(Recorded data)
________

// Copyright (c) 2025 Geoffrey Huntley <ghuntley@ghuntley.com>. All rights reserved.
// SPDX-License-Identifier: Proprietary

//! Wrapper for key material and passphrases.
//!
//! [`Secret<T>`] keeps the registry's symmetric key, HMAC key and backup
//! passphrase out of logs, audit snapshots and config dumps:
//!
//! - `Debug`, `Display` and `Serialize` all print `[REDACTED]`
//! - the inner value is zeroized when the wrapper is dropped
//! - reading the value requires an explicit `.expose()`
//!
//! ```
//! use permit_common_secret::{SecretKey, SecretString};
//!
//! let key = SecretKey::new([7u8; 32]);
//! assert_eq!(format!("{key:?}"), "Secret(\"[REDACTED]\")");
//! assert_eq!(key.expose()[0], 7);
//!
//! let passphrase = SecretString::new("correct horse battery".to_string());
//! assert_eq!(passphrase.to_string(), "[REDACTED]");
//! ```

use std::fmt;
use zeroize::Zeroize;

/// Placeholder printed wherever a secret would otherwise appear.
pub const REDACTED: &str = "[REDACTED]";

/// Length in bytes of the symmetric and HMAC keys.
pub const KEY_LEN: usize = 32;

#[derive(Zeroize)]
#[zeroize(drop)]
pub struct Secret<T>
where
	T: Zeroize,
{
	inner: T,
}

/// Passphrases and other textual secrets.
pub type SecretString = Secret<String>;

/// A 256-bit key (field encryption or HMAC).
pub type SecretKey = Secret<[u8; KEY_LEN]>;

/// Arbitrary-length secret bytes, e.g. an encoded private key.
pub type SecretBytes = Secret<Vec<u8>>;

impl<T> Secret<T>
where
	T: Zeroize,
{
	pub fn new(inner: T) -> Self {
		Self { inner }
	}

	/// Borrow the inner value. Every call site is a place a secret leaves
	/// its wrapper, so keep them few.
	pub fn expose(&self) -> &T {
		&self.inner
	}

	/// Copy the inner value out, leaving the original to be zeroized on drop.
	pub fn into_inner(self) -> T
	where
		T: Clone,
	{
		self.inner.clone()
	}
}

impl SecretString {
	/// Length in characters, for minimum-length policies.
	pub fn char_len(&self) -> usize {
		self.inner.chars().count()
	}
}

impl SecretKey {
	/// Builds a key from a slice, returning `None` unless it is exactly
	/// [`KEY_LEN`] bytes long.
	pub fn from_slice(bytes: &[u8]) -> Option<Self> {
		let mut key = [0u8; KEY_LEN];
		if bytes.len() != KEY_LEN {
			return None;
		}
		key.copy_from_slice(bytes);
		let secret = Self::new(key);
		key.zeroize();
		Some(secret)
	}
}

impl<T> Clone for Secret<T>
where
	T: Zeroize + Clone,
{
	fn clone(&self) -> Self {
		Self {
			inner: self.inner.clone(),
		}
	}
}

impl<T> fmt::Debug for Secret<T>
where
	T: Zeroize,
{
	fn fmt(&self, f: &mut fmt::Formatter<'_>) -> fmt::Result {
		f.debug_tuple("Secret").field(&REDACTED).finish()
	}
}

impl<T> fmt::Display for Secret<T>
where
	T: Zeroize,
{
	fn fmt(&self, f: &mut fmt::Formatter<'_>) -> fmt::Result {
		f.write_str(REDACTED)
	}
}

impl<T> PartialEq for Secret<T>
where
	T: Zeroize + PartialEq,
{
	fn eq(&self, other: &Self) -> bool {
		self.inner == other.inner
	}
}

impl<T> Eq for Secret<T> where T: Zeroize + Eq {}

#[cfg(feature = "serde")]
mod serde_impl {
	use super::{Secret, REDACTED};
	use serde::{Deserialize, Deserializer, Serialize, Serializer};
	use zeroize::Zeroize;

	impl<T> Serialize for Secret<T>
	where
		T: Zeroize,
	{
		fn serialize<S>(&self, serializer: S) -> Result<S::Ok, S::Error>
		where
			S: Serializer,
		{
			serializer.serialize_str(REDACTED)
		}
	}

	impl<'de, T> Deserialize<'de> for Secret<T>
	where
		T: Deserialize<'de> + Zeroize,
	{
		fn deserialize<D>(deserializer: D) -> Result<Self, D::Error>
		where
			D: Deserializer<'de>,
		{
			T::deserialize(deserializer).map(Secret::new)
		}
	}
}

________

WHAT NEEDS TO BE DONE: Among the lines above, count those containing the word "Display" and give nothing but the result.

REPLY: 2